Innovation Leadership Re-invented.

Innovation is constantly taking place around us, from the mundane and simple, to the abstract and grand. Last night I was watching a video for Samsung’s newest screen prototype, the oled bendable plastic screen under the Youm brand name.

This morning I am sitting in a coffee shop using webbeams – free Wi-Fi provided with coffee drinker’s in mind. I especially love the language used on webbeams website. “Serious Coffee, Serious Wi-Fi. You have things to do and coffee to drink. The last thing you need is sad, sluggish, unresponsive Wi-Fi. Our Wi-Fi is always in a good mood, fast and reliable, so you can enjoy your drink while you do what you need to do.”

Today, reading this, I am reminded of the importance of creatives in business. By “creatives” I am referring to the highly charged creative people, who are often the source of truly momentous innovation breakthroughs.

How does your company foster innovation excellence?

Robert’s Rules of Innovation (RROI) highlights 10 imperatives of creating and sustaining innovation. RROI spells out innovation in ten imperatives; one for each letter in “Innovation” One often overlooked imperative is “T” for TRAINING AND COACHING. Proper training and coaching in the new product development process is essential and helps to reinforce and enhance your company’s innovative culture and mindset. Effective training and coaching is one of the pillars of success to any sustainable Innovation program.

According to Josh Linker, “As most of the tangible advantages of the past have become commoditized, creativity has become the currency of success.”  It’s empowered, creative people that make a culture of innovation.  For creating a company culture and mindset focused on innovation, it starts with proper training and coaching from the top down, and from the very beginning.

When you are leading a team of creatives, it’s no longer about you anymore. Your team is responsible for creating and sustaining innovation, but they require you to set the scene for their success.

Lao Tzu, an ancient Chinese philosopher, who wrote the book of Tao has famously said, “The flame that burns twice as bright, burns half as long”. There are many ways to interpret this; in life and in business. I prefer to think of it as this; truly creative individuals, bright thinkers, and innovators alike, need the right kind of fuel and environment to shine brightly and to continue shining.

Experts in human resources and successful leaders of creatives understand the many ways in which management can extinguish the creative flame.
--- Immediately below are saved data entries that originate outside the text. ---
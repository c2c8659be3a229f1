//! Goal back-solver: the monthly contribution needed to reach a target

use super::inflation::inflate_target;
use super::rates::{future_value_factor, future_value_factor_due, monthly_rate, MONTHS_PER_YEAR};
use super::series::GrowthSeries;
use super::sip::project_sip;
use serde::{Deserialize, Serialize};

/// When in each month the contribution is assumed to be paid
#[derive(Debug, Clone, Copy, PartialEq, Eq, Default, Serialize, Deserialize)]
pub enum ContributionTiming {
    /// Paid after the month's growth (ordinary annuity, as in [`project_sip`])
    #[default]
    EndOfPeriod,
    /// Paid before the month's growth (annuity due)
    BeginningOfPeriod,
}

/// Constant monthly contribution that grows to `target` over `years`
///
/// With `m` the compound monthly rate and `n = 12 * years`:
/// - end of period: `target / (((1+m)^n - 1) / m)`
/// - beginning of period: the same divided by `(1 + m)`
///
/// At a zero rate the annuity factor is its limit `n`, giving `target / n`.
pub fn solve_monthly_contribution(
    target: f64,
    annual_rate_pct: f64,
    years: u32,
    timing: ContributionTiming,
) -> f64 {
    let m = monthly_rate(annual_rate_pct);
    let n = years * MONTHS_PER_YEAR;

    let factor = match timing {
        ContributionTiming::EndOfPeriod => future_value_factor(m, n),
        ContributionTiming::BeginningOfPeriod => future_value_factor_due(m, n),
    };

    target / factor
}

/// Result of planning for a goal
#[derive(Debug, Clone, PartialEq, Serialize, Deserialize)]
pub struct GoalResult {
    /// Goal as entered, in present-day currency
    pub target: f64,
    /// Goal in future currency (equal to `target` without inflation)
    pub adjusted_target: f64,
    pub annual_rate_pct: f64,
    pub years: u32,
    pub inflation_pct: Option<f64>,
    pub timing: ContributionTiming,
    /// Required monthly contribution
    pub monthly_contribution: f64,
    /// Contribution times the number of months
    pub total_invested: f64,
    /// Adjusted target minus total invested
    pub wealth_gained: f64,
}

impl GoalResult {
    /// Run the plain SIP simulator with the solved contribution
    pub fn verify(&self) -> GrowthSeries {
        project_sip(self.monthly_contribution, self.annual_rate_pct, self.years)
    }
}

/// Plan for a goal, optionally stated in present-day currency
///
/// With an inflation rate the target is first grown by `(1 + i/100)^years`
/// so the contribution reaches the same purchasing power.
pub fn plan_goal(
    target: f64,
    annual_rate_pct: f64,
    years: u32,
    inflation_pct: Option<f64>,
    timing: ContributionTiming,
) -> GoalResult {
    let adjusted_target = match inflation_pct {
        Some(inflation) => inflate_target(target, inflation, years),
        None => target,
    };

    let monthly_contribution =
        solve_monthly_contribution(adjusted_target, annual_rate_pct, years, timing);
    let total_invested = monthly_contribution * (years * MONTHS_PER_YEAR) as f64;

    GoalResult {
        target,
        adjusted_target,
        annual_rate_pct,
        years,
        inflation_pct,
        timing,
        monthly_contribution,
        total_invested,
        wealth_gained: adjusted_target - total_invested,
    }
}
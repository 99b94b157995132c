use reqwest::Client;

const APP_USER_AGENT: &str = concat!("Nocturne/", env!("CARGO_PKG_VERSION"));

pub fn build_http_client() -> Result<Client, reqwest::Error> {
    Client::builder().user_agent(APP_USER_AGENT).build()
}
Here is how it is most often done:

  • Dominating the creative process and alienating the team players.
  • Ignoring or overriding input from your team.
  • Refuting recommendations using language such as “that will never work,” or “we tried that last year and…”
  • Not keeping track of meeting decisions and next steps.
  • Not scheduling ideation sessions.
  • Failing to recognize the contributions of creatives.

Successful, sustainable innovation depends on a natural curiosity and open-mindedness from all members of an organization. It is up to you to ensure that your team burns twice as bright and twice as long, or even infinitely.
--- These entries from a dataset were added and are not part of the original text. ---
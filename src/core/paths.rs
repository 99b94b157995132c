use std::path::{Path, PathBuf};
use std::sync::OnceLock;

use crate::core::error::{LauncherError, LauncherResult};

const APP_DIR_NAME: &str = "Nocturne";

/// Resolved filesystem layout for one launcher run.
#[derive(Debug, Clone)]
pub struct RuntimePaths {
    app_data_dir: PathBuf,
    tmp_dir: PathBuf,
}

impl RuntimePaths {
    /// Root for settings, users, cached manifest and logs.
    pub fn app_data_dir(&self) -> &Path {
        &self.app_data_dir
    }

    /// Scratch directory, wiped at every startup.
    pub fn tmp_dir(&self) -> &Path {
        &self.tmp_dir
    }

    pub fn settings_file(&self) -> PathBuf {
        self.app_data_dir.join("settings.json")
    }

    pub fn users_file(&self) -> PathBuf {
        self.app_data_dir.join("users.json")
    }

    pub fn manifest_cache_file(&self) -> PathBuf {
        self.app_data_dir.join("versions.json")
    }

    pub fn crash_log_dir(&self) -> PathBuf {
        self.app_data_dir.join("logs")
    }
}

static RUNTIME_PATHS: OnceLock<RuntimePaths> = OnceLock::new();

pub fn runtime_paths() -> LauncherResult<&'static RuntimePaths> {
    if let Some(paths) = RUNTIME_PATHS.get() {
        return Ok(paths);
    }

    let app_data_dir = dirs::data_dir()
        .unwrap_or_else(|| PathBuf::from("."))
        .join(APP_DIR_NAME);
    let tmp_dir = app_data_dir.join("tmp");

    create_dir_checked(&app_data_dir)?;
    create_dir_checked(&tmp_dir)?;

    let paths = RuntimePaths {
        app_data_dir,
        tmp_dir,
    };

    let _ = RUNTIME_PATHS.set(paths);
    Ok(RUNTIME_PATHS.get().expect("runtime paths set"))
}

/// Remove and recreate the scratch directory. Leftovers from a previous
/// run (mod installer jars, staged downloads) are never reused.
pub fn wipe_tmp_dir(paths: &RuntimePaths) -> LauncherResult<()> {
    let tmp = paths.tmp_dir();
    if tmp.exists() {
        std::fs::remove_dir_all(tmp).map_err(|source| LauncherError::Io {
            path: tmp.to_path_buf(),
            source,
        })?;
    }
    create_dir_checked(tmp)
}

/// Default `.minecraft` location for the current platform.
pub fn default_game_dir() -> PathBuf {
    if cfg!(target_os = "windows") {
        dirs::config_dir()
            .unwrap_or_else(|| PathBuf::from("."))
            .join(".minecraft")
    } else if cfg!(target_os = "macos") {
        dirs::data_dir()
            .unwrap_or_else(|| PathBuf::from("."))
            .join("minecraft")
    } else {
        dirs::home_dir()
            .unwrap_or_else(|| PathBuf::from("."))
            .join(".minecraft")
    }
}

/// Directory the self-updater replaces. When the executable is shipped
/// inside a `bin/` subdirectory the application root is its parent.
pub fn app_root() -> LauncherResult<PathBuf> {
    let exe = std::env::current_exe().map_err(|source| LauncherError::Io {
        path: PathBuf::from("<current_exe>"),
        source,
    })?;
    let parent = exe
        .parent()
        .ok_or_else(|| LauncherError::Other("Executable has no parent directory".into()))?;

    if parent.file_name().is_some_and(|name| name == "bin") {
        if let Some(root) = parent.parent() {
            return Ok(root.to_path_buf());
        }
    }
    Ok(parent.to_path_buf())
}

fn create_dir_checked(path: &Path) -> LauncherResult<()> {
    std::fs::create_dir_all(path).map_err(|source| LauncherError::Io {
        path: path.to_path_buf(),
        source,
    })
}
Proper hiring, training and coaching is essential to finding and keeping the right people for the right job – but it doesn’t stop there. Continuity is key. New techniques, processes and best practices should always be shared to foster a constant culture of Innovation.

Delegate responsibility and encourage ownership in your company. Select people with the “right stuff” individuals who are driven, proud, and unafraid to reach for the stars. Reward success and praise failure. Create an environment where mistakes can be tolerated; because, where there is no risk, there is no reward. In many companies people are so afraid of making mistakes; they keep their heads down and follow the rules. This does nothing but to sustain mediocrity.

Let you’re A-team work to their potential. Select players that are a bit iconoclastic, let their passion have free rein. Provide regular and fair feedback and keep the lines of communication open. Initially filter idea killers, especially in ideation sessions. You can always add them back once the creative session results are reviewed.